▸ **Task to carry out**
Write out again, please, the records below from the first line to the line holding "if norm_x == 0.0", inclusive, and nothing else.

::: Recorded information :::

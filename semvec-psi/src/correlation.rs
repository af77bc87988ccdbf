//! Agreement between vector overlaps and human similarity judgments.
//!
//! [`evaluate_pairs`] reads `term1,term2,score` lines, scores every pair
//! whose two terms have vectors, and correlates model overlaps with the
//! reference scores.

use std::io::BufRead;

use serde::{Deserialize, Serialize};

use crate::error::{PsiError, Result};
use crate::vector_store::LoadedVectorStore;

/// Outcome of a pairwise evaluation.
#[derive(Debug, Clone, Copy, PartialEq, Serialize, Deserialize)]
pub struct CorrelationReport {
    /// Pairs with vectors for both terms.
    pub pairs_scored: usize,
    /// Pairs skipped because a term had no vector.
    pub pairs_missing: usize,
    /// Pearson's r between reference scores and overlaps.
    pub pearson: f64,
    /// Spearman's rho between reference scores and overlaps.
    pub spearman: f64,
}

/// Pearson correlation, computed as the cosine of the mean-centred samples.
///
/// # Errors
///
/// Returns [`PsiError::Correlation`] if the samples differ in length, are
/// empty, or either is constant.
#[allow(clippy::cast_precision_loss)]
pub fn pearson(x: &[f64], y: &[f64]) -> Result<f64> {
    if x.len() != y.len() {
        return Err(PsiError::Correlation(format!(
            "sample lengths differ: {} vs {}",
            x.len(),
            y.len()
        )));
    }
    if x.is_empty() {
        return Err(PsiError::Correlation("empty samples".into()));
    }

    let n = x.len() as f64;
    let mean_x = x.iter().sum::<f64>() / n;
    let mean_y = y.iter().sum::<f64>() / n;

    let mut dot = 0.0;
    let mut norm_x = 0.0;
    let mut norm_y = 0.0;
    for (a, b) in x.iter().zip(y) {
        let dx = a - mean_x;
        let dy = b - mean_y;
        dot += dx * dy;
        norm_x += dx * dx;
        norm_y += dy * dy;
    }
    if norm_x == 0.0 || norm_y == 0.0 {
        return Err(PsiError::Correlation("constant sample".into()));
    }
    Ok((dot / (norm_x.sqrt() * norm_y.sqrt())).clamp(-1.0, 1.0))
}

/// Spearman rank correlation; tied values share their average rank.
///
/// # Errors
///
/// Same conditions as [`pearson`].
pub fn spearman(x: &[f64], y: &[f64]) -> Result<f64> {
    if x.len() != y.len() {
        return Err(PsiError::Correlation(format!(
            "sample lengths differ: {} vs {}",
            x.len(),
            y.len()
        )));
    }
    pearson(&ranks(x), &ranks(y))
}

/// One-based ranks with ties averaged.
#[allow(clippy::cast_precision_loss)]
fn ranks(values: &[f64]) -> Vec<f64> {
    let mut order: Vec<usize> = (0..values.len()).collect();
    order.sort_by(|&a, &b| values[a].total_cmp(&values[b]));

    let mut ranks = vec![0.0; values.len()];
    let mut start = 0;
    while start < order.len() {
        let mut end = start + 1;
        while end < order.len() && values[order[end]] == values[order[start]] {
            end += 1;
        }
        // Positions start..end hold equal values; ranks are one-based.
        let average = (start + end + 1) as f64 / 2.0;
        for &idx in &order[start..end] {
            ranks[idx] = average;
        }
        start = end;
    }
    ranks
}

/// Score `term1,term2,score` pairs against `store`.
///
/// Terms are lower-cased. A first line whose score does not parse is
/// treated as a header; later unparsable lines are logged and skipped.
///
/// # Errors
///
/// Returns an IO error, or [`PsiError::Correlation`] if fewer than two
/// pairs could be scored or the scores are constant.
pub fn evaluate_pairs<R: BufRead>(store: &LoadedVectorStore, reader: R) -> Result<CorrelationReport> {
    let mut human = Vec::new();
    let mut model = Vec::new();
    let mut pairs_missing = 0;

    for (n, line) in reader.lines().enumerate() {
        let line = line?.to_lowercase();
        if line.trim().is_empty() {
            continue;
        }
        let parts: Vec<&str> = line.split(',').map(str::trim).collect();
        let score = parts.get(2).and_then(|s| s.parse::<f64>().ok());
        let (Some(score), [first, second, ..]) = (score, parts.as_slice()) else {
            if n > 0 {
                tracing::warn!("Ignoring malformed pair on line {}: {}", n + 1, line);
            }
            continue;
        };

        match (store.get(first), store.get(second)) {
            (Some(a), Some(b)) => {
                human.push(score);
                model.push(f64::from(a.overlap(b)?));
            }
            (a, b) => {
                if a.is_none() {
                    tracing::warn!("Vector not found for term {}", first);
                }
                if b.is_none() {
                    tracing::warn!("Vector not found for term {}", second);
                }
                pairs_missing += 1;
            }
        }
    }

    if human.len() < 2 {
        return Err(PsiError::Correlation(format!(
            "need at least two scored pairs, found {}",
            human.len()
        )));
    }

    let report = CorrelationReport {
        pairs_scored: human.len(),
        pairs_missing,
        pearson: pearson(&human, &model)?,
        spearman: spearman(&human, &model)?,
    };
    tracing::info!(
        "Pearson's r = {:.4}, Spearman's rho = {:.4} over {} pairs ({} missing)",
        report.pearson,
        report.spearman,
        report.pairs_scored,
        report.pairs_missing
    );
    Ok(report)
}

#[cfg(test)]
mod tests {
    use super::*;
    use crate::vector_store::StoreHeader;
    use semvec_vsa::{Vector, VectorKind};
    use std::collections::BTreeMap;
    use std::io::Cursor;

    #[test]
    fn test_pearson_perfect() {
        let r = pearson(&[1.0, 2.0, 3.0], &[2.0, 4.0, 6.0]).unwrap();
        assert!((r - 1.0).abs() < 1e-12);
        let r = pearson(&[1.0, 2.0, 3.0], &[3.0, 2.0, 1.0]).unwrap();
        assert!((r + 1.0).abs() < 1e-12);
    }

    #[test]
    fn test_pearson_errors() {
        assert!(pearson(&[1.0], &[1.0, 2.0]).is_err());
        assert!(pearson(&[], &[]).is_err());
        assert!(pearson(&[1.0, 1.0], &[1.0, 2.0]).is_err());
    }

    #[test]
    fn test_ranks_average_ties() {
        assert_eq!(ranks(&[10.0, 20.0, 20.0, 5.0]), vec![2.0, 3.5, 3.5, 1.0]);
    }

    #[test]
    fn test_spearman_monotonic() {
        let rho = spearman(&[1.0, 2.0, 3.0, 4.0], &[1.0, 10.0, 100.0, 1000.0]).unwrap();
        assert!((rho - 1.0).abs() < 1e-12);
    }

    #[test]
    fn test_evaluate_pairs() {
        let mut vectors = BTreeMap::new();
        vectors.insert("cat".to_string(), Vector::from_real(vec![1.0, 0.0, 0.0]));
        vectors.insert("dog".to_string(), Vector::from_real(vec![0.8, 0.6, 0.0]));
        vectors.insert("car".to_string(), Vector::from_real(vec![0.0, 0.0, 1.0]));
        let store = LoadedVectorStore {
            header: StoreHeader::new(VectorKind::Real, 3),
            vectors,
        };
        let input = "word1,word2,score\nCat,Dog,8.0\ncat,car,1.0\ndog,car,2.0\ncat,unicorn,5.0\n";
        let report = evaluate_pairs(&store, Cursor::new(input)).unwrap();
        assert_eq!(report.pairs_scored, 3);
        assert_eq!(report.pairs_missing, 1);
        // Overlaps 0.8, 0.0, 0.0 against scores 8, 1, 2.
        assert!(report.pearson > 0.9);
        assert!(report.spearman > 0.5);
    }

    #[test]
    fn test_evaluate_pairs_needs_two_pairs() {
        let store = LoadedVectorStore {
            header: StoreHeader::new(VectorKind::Real, 3),
            vectors: BTreeMap::new(),
        };
        assert!(evaluate_pairs(&store, Cursor::new("a,b,1.0\n")).is_err());
    }
}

:::

▸ **Solution to this task**
filename semvec-psi/src/correlation.rs
repository af77bc87988ccdbf
//! Agreement between vector overlaps and human similarity judgments.
//!
//! [`evaluate_pairs`] reads `term1,term2,score` lines, scores every pair
//! whose two terms have vectors, and correlates model overlaps with the
//! reference scores.

use std::io::BufRead;

use serde::{Deserialize, Serialize};

use crate::error::{PsiError, Result};
use crate::vector_store::LoadedVectorStore;

/// Outcome of a pairwise evaluation.
#[derive(Debug, Clone, Copy, PartialEq, Serialize, Deserialize)]
pub struct CorrelationReport {
    /// Pairs with vectors for both terms.
    pub pairs_scored: usize,
    /// Pairs skipped because a term had no vector.
    pub pairs_missing: usize,
    /// Pearson's r between reference scores and overlaps.
    pub pearson: f64,
    /// Spearman's rho between reference scores and overlaps.
    pub spearman: f64,
}

/// Pearson correlation, computed as the cosine of the mean-centred samples.
///
/// # Errors
///
/// Returns [`PsiError::Correlation`] if the samples differ in length, are
/// empty, or either is constant.
#[allow(clippy::cast_precision_loss)]
pub fn pearson(x: &[f64], y: &[f64]) -> Result<f64> {
    if x.len() != y.len() {
        return Err(PsiError::Correlation(format!(
            "sample lengths differ: {} vs {}",
            x.len(),
            y.len()
        )));
    }
    if x.is_empty() {
        return Err(PsiError::Correlation("empty samples".into()));
    }

    let n = x.len() as f64;
    let mean_x = x.iter().sum::<f64>() / n;
    let mean_y = y.iter().sum::<f64>() / n;

    let mut dot = 0.0;
    let mut norm_x = 0.0;
    let mut norm_y = 0.0;
    for (a, b) in x.iter().zip(y) {
        let dx = a - mean_x;
        let dy = b - mean_y;
        dot += dx * dy;
        norm_x += dx * dx;
        norm_y += dy * dy;
    }
    if norm_x == 0.0 || norm_y == 0.0 {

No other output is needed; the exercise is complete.